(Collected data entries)

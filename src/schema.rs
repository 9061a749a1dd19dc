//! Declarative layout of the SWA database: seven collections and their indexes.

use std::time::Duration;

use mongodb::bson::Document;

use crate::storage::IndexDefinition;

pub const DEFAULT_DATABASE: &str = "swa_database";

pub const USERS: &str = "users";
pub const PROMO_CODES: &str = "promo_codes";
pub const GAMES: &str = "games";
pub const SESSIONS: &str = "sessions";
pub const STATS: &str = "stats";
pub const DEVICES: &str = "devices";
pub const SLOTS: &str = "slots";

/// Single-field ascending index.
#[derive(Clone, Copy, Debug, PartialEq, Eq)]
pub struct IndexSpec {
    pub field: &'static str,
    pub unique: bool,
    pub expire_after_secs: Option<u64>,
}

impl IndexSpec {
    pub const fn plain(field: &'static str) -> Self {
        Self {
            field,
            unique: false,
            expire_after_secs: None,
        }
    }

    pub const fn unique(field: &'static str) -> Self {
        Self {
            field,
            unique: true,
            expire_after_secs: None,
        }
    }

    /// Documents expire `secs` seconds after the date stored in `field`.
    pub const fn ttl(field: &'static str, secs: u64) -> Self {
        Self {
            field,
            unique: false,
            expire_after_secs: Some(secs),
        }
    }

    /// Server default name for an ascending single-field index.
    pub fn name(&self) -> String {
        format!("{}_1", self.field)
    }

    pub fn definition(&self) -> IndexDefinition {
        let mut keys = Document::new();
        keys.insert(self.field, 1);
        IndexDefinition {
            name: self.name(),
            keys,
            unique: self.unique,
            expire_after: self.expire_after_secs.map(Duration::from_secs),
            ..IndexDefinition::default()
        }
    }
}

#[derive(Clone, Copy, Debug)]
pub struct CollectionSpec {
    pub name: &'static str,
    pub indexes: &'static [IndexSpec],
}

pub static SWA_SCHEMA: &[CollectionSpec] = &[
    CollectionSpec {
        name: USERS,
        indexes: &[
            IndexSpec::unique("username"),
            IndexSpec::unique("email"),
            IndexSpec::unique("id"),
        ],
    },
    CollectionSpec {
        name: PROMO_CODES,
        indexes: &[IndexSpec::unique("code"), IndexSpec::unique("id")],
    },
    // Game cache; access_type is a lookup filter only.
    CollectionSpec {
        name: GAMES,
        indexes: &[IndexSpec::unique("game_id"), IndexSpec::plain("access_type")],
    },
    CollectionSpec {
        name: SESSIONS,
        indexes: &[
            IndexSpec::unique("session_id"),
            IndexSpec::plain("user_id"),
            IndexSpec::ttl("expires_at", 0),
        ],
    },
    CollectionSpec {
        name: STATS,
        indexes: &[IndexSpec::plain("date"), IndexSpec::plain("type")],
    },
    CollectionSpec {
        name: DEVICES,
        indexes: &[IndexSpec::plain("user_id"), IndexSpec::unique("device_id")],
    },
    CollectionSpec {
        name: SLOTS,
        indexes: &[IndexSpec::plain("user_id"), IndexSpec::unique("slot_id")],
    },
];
...
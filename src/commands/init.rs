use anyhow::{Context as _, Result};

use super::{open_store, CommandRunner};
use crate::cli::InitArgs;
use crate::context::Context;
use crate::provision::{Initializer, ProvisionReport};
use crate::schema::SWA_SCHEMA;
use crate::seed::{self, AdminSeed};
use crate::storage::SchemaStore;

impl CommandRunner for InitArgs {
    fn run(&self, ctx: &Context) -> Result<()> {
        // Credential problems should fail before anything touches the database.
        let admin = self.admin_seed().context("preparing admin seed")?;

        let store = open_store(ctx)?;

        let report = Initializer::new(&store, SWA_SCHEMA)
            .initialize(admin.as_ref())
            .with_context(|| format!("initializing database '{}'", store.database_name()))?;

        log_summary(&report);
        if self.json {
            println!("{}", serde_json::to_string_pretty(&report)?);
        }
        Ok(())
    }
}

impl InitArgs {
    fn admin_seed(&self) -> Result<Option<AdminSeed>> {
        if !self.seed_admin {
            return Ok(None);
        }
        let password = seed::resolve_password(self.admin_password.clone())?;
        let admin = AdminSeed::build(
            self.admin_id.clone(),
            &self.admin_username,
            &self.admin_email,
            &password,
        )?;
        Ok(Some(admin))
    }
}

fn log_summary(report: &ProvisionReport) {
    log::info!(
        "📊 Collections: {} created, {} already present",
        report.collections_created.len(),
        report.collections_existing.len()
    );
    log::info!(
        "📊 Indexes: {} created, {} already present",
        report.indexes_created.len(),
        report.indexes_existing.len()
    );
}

§ Task requirements:
Looking at the entries above, count the lines that contain the string "format", then give the number and nothing else.

§ Task result:
2